Students were still talking about that night weeks later. I got a lot of credit for making it happen and it seemed to get the school spirit through the slush of a Scarboro winter. There was one more dance in the school year. The “Greasball Boogey Band” was a gang of guys who pretended to be greasers from the 50’s. It was popular to have a 50’s dress up day back then. All the guys got to do their best greaser tough guy imitations and the girls dressed up either as either cheerleaders or sluts. The band put on a big act and the dance was another break-even affair.

The year almost slid away into oblivion and it was me this time that got things whipped up into leaving the year with a finale. I re-wrote the Student Council constitution; creating a more cooperative and less hierarchic system. I limited the powers of President and broadened the Counicl so it wouldn’t be open to the kind of exploitation and single-minded decision-making I’d exhibited. I called a whole school assembly to explain it and have the student body vote on it. I think they voted for it because they didn’t really understand the difference and when you are a teenager “change is good.”

Somehow we convinced the Principal to give us a day off at the end of the year for a School Spirit day. We organized games and music at the newly created Bluffer’s Park at the base of Brimley Avenue. An amazing number of students actually showed up and participated and we raised money – leaving funds in the coffers for next year’s Council.

Grade 13 was an exercise in stamina. High School had no more lessons to give me – I was sure. I didn’t run for Student Council again. I’d outgrown it. Been there – done that. The teachers were out to prove that they were “on to me” and felt they had to give me a tough time after letting me have such an easy ride the year before.

I’d spoiled my own reputation with the new Student’s Council by spreading a rumour that Steve and I had gone skiing in Quebec with S.A.C. funds the winter before. I got a kick out of seeing the rumour spread and my reputation trashed. I was into self-abuse in a big way. I got a real satisfaction out of confusing people, keeping them guessing with their misperceptions and assumptions about who I really was.

I love to play with those perceptions I guess because I really do care what people think of me. I care way too much and that really bugs me. As much as I work at only caring about what I know to be my own truth, my feet remain glued to this earth with the gravity of communal judgment.

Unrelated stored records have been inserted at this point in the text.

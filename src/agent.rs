//! The load hook: filter plus rewriter
//!
//! The host calls `on_class_load` once per class, before the class becomes
//! executable, and substitutes the returned bytes when there are any.

use std::sync::atomic::{AtomicU64, Ordering};

use crate::config::{AgentConfig, ConfigError};
use crate::filter::LoadFilter;
use crate::instrument::Instrumenter;
use crate::runtime;

/// Hook the host invokes for every class it is about to define
pub trait LoadHook: Send + Sync {
    /// Replacement bytes for the class, or `None` to keep the original
    fn on_class_load(&self, name: &str, bytes: &[u8]) -> Option<Vec<u8>>;
}

#[derive(Debug, Clone, Copy, PartialEq, Eq, Default)]
pub struct AgentStats {
    /// Classes handed to the hook
    pub seen: u64,
    /// Classes matching the prefix
    pub matched: u64,
    /// Classes returned rewritten
    pub instrumented: u64,
}

#[derive(Debug, Default)]
pub struct CoverageAgent {
    filter: LoadFilter,
    instrumenter: Instrumenter,
    seen: AtomicU64,
    matched: AtomicU64,
    instrumented: AtomicU64,
}

impl CoverageAgent {
    pub fn new(filter: LoadFilter, instrumenter: Instrumenter) -> Self {
        Self {
            filter,
            instrumenter,
            ..Self::default()
        }
    }

    pub fn from_config(config: &AgentConfig) -> Self {
        Self::new(
            LoadFilter::new(&config.prefix),
            Instrumenter::new(config.strategy),
        )
    }

    /// Parse the agent argument string, install the runtime and build the hook
    pub fn start(args: Option<&str>) -> Result<Self, ConfigError> {
        let config = AgentConfig::from_agent_args(args)?;
        if config.prefix.is_empty() {
            tracing::warn!("no class prefix configured; nothing will be instrumented");
        }
        runtime::install(&config);
        Ok(Self::from_config(&config))
    }

    pub fn filter(&self) -> &LoadFilter {
        &self.filter
    }

    pub fn stats(&self) -> AgentStats {
        AgentStats {
            seen: self.seen.load(Ordering::Relaxed),
            matched: self.matched.load(Ordering::Relaxed),
            instrumented: self.instrumented.load(Ordering::Relaxed),
        }
    }
}

impl LoadHook for CoverageAgent {
    fn on_class_load(&self, name: &str, bytes: &[u8]) -> Option<Vec<u8>> {
        self.seen.fetch_add(1, Ordering::Relaxed);
        if !self.filter.should_instrument(name) {
            return None;
        }
        self.matched.fetch_add(1, Ordering::Relaxed);

        let _span = tracing::debug_span!("class_load", class = name).entered();
        let rewritten = self.instrumenter.transform(bytes)?;
        self.instrumented.fetch_add(1, Ordering::Relaxed);
        Some(rewritten)
    }
}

This telling of this tale of my political career is, I suppose, a combination of pride and expose. I have to say that I got a swell of pride (without being proud) when my daughter’s youth group leader told me about her performance in her high school talent show. I already knew that she was attending the R.H.King newly named – “Academy”. I’d heard that they’d brought in a new regime complete with school uniforms and mandatory extra-curricular performances and it had whipped up a demand from parents looking for some spit and polish from their education dollars. She probably wondered, and I didn’t tell her, why I got a big grin on my face when describing this annual talent show, she called it “The Annual”. It was a nice surprise. Maybe I really did give a shit after all.